- **TASK DESCRIPTION**:
The expected answer is every line from the material below that has the word "ExportReport".

- **DATA SHOWN**:
===============

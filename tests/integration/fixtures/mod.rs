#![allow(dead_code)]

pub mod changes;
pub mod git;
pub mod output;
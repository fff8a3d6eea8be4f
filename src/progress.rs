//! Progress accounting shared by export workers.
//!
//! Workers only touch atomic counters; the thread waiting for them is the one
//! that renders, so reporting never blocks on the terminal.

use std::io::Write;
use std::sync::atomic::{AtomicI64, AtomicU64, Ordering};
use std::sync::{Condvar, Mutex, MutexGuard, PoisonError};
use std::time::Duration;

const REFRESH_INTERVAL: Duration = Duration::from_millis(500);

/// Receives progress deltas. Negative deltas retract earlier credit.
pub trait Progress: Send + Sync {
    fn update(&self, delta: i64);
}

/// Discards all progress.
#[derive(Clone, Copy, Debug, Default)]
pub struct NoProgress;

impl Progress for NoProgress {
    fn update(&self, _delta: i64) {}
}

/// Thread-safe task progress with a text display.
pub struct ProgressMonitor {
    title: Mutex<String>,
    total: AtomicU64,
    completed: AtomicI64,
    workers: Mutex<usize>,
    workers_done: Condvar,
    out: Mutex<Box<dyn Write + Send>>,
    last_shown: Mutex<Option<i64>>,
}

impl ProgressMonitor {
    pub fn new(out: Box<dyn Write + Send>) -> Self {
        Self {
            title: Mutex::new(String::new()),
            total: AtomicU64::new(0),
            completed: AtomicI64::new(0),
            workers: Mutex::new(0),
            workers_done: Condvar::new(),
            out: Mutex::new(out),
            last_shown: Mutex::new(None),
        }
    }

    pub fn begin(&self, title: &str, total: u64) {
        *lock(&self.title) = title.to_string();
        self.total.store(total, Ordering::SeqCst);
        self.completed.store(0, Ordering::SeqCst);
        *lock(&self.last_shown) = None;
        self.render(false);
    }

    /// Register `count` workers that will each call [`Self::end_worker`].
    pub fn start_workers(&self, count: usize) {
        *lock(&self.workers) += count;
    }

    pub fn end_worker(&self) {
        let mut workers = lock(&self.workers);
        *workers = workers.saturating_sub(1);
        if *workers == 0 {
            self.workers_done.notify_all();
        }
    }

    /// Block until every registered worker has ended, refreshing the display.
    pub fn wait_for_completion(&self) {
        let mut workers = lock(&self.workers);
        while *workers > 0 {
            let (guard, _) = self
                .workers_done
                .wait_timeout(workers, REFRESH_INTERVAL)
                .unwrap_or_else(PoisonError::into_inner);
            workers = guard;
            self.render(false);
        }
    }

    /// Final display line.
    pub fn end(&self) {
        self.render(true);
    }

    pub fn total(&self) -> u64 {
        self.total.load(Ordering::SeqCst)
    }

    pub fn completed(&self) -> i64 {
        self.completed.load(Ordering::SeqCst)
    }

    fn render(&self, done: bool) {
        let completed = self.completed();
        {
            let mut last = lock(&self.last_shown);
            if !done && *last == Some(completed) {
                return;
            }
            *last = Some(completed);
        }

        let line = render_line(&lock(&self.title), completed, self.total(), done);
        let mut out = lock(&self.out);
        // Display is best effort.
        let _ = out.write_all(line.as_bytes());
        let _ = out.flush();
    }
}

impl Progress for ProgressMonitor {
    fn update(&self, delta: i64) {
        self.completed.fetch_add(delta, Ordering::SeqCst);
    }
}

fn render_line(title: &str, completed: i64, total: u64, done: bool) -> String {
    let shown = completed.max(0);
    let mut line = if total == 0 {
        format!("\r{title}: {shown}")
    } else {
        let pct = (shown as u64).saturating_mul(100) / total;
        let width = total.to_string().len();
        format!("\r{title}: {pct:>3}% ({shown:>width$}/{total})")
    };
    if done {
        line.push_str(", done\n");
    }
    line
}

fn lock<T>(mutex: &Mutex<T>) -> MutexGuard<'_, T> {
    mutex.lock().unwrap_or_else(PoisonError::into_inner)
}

===============

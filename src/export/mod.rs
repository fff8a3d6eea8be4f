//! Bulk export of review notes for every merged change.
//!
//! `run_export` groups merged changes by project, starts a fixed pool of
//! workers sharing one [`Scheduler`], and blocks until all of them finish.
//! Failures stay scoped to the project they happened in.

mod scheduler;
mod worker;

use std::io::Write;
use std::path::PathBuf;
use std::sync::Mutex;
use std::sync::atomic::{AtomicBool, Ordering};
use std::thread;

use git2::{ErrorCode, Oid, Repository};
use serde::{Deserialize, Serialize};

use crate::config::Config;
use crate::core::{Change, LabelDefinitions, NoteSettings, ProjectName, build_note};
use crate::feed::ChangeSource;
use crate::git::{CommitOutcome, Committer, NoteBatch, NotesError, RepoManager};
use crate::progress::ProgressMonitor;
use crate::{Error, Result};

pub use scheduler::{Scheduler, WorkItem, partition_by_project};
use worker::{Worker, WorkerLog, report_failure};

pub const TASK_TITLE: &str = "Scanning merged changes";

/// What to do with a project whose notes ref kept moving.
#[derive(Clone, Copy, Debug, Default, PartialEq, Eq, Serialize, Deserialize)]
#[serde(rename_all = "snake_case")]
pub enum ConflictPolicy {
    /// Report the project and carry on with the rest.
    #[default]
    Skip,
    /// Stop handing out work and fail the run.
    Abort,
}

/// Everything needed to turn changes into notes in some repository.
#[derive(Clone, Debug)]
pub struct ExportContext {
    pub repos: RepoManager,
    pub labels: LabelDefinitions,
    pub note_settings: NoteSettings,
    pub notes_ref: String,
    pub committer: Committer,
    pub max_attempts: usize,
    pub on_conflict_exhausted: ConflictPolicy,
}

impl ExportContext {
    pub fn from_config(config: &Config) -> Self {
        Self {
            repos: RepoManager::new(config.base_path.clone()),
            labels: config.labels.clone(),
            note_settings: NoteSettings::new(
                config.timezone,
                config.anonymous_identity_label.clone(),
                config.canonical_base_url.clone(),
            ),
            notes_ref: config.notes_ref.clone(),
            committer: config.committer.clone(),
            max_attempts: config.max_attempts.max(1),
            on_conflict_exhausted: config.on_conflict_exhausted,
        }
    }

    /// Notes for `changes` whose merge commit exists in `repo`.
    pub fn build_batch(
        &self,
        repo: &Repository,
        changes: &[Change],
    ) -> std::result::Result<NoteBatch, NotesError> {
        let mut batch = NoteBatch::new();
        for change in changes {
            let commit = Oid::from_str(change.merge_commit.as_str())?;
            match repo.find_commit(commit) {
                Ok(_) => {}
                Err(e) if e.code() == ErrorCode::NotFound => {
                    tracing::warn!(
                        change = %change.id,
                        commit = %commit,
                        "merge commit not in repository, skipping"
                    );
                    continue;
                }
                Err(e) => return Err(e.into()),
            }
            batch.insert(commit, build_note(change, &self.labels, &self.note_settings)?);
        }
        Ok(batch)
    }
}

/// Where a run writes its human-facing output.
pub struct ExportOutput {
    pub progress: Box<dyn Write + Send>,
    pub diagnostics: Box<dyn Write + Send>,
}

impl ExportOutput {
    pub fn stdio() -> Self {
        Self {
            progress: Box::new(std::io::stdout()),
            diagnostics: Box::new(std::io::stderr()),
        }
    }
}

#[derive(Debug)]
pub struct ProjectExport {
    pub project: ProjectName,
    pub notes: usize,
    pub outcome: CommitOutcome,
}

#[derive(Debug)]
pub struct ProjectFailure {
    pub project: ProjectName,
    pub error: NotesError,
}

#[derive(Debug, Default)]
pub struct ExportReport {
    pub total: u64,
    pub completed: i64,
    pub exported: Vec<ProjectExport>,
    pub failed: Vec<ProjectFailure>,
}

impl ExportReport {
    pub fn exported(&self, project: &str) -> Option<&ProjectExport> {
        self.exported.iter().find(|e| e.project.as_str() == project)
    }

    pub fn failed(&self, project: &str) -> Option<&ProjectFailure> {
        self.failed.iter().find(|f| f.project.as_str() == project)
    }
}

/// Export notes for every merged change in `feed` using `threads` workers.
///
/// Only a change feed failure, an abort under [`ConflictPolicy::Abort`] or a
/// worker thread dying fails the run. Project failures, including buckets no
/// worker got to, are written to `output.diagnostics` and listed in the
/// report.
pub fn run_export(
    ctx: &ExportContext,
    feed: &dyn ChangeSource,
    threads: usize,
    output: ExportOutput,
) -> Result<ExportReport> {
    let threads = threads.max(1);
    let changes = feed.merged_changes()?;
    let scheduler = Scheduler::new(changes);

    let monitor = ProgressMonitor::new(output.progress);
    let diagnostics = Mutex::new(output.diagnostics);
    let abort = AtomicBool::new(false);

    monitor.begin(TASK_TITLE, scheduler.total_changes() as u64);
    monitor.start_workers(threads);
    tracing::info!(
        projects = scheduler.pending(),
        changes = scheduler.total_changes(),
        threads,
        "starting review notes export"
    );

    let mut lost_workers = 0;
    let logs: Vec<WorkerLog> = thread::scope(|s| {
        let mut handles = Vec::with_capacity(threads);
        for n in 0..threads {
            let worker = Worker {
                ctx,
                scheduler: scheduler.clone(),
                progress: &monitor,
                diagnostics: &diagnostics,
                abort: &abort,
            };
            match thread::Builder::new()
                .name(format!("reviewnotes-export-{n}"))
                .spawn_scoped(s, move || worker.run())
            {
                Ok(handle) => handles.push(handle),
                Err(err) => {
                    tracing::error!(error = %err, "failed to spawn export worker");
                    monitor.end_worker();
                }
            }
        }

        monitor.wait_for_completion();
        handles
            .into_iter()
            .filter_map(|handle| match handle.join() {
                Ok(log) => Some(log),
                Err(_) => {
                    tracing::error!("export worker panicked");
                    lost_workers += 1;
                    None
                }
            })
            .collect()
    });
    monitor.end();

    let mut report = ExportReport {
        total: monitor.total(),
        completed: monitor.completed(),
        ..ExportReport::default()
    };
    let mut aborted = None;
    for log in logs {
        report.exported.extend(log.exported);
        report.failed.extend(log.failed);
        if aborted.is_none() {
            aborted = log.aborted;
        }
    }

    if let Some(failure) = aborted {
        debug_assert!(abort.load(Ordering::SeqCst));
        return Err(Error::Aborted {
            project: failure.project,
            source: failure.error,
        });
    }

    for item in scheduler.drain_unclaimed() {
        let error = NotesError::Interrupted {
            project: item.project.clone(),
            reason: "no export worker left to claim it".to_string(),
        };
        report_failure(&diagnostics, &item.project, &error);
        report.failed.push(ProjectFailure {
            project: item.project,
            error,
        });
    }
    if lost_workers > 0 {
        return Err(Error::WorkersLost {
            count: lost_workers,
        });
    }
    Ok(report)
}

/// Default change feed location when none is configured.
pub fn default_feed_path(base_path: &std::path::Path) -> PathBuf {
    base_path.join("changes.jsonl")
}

===============

- **SOLUTION TO THE PROBLEM**:
pub struct ExportReport {
impl ExportReport {
) -> Result<ExportReport> {
    let mut report = ExportReport {
        ..ExportReport::default()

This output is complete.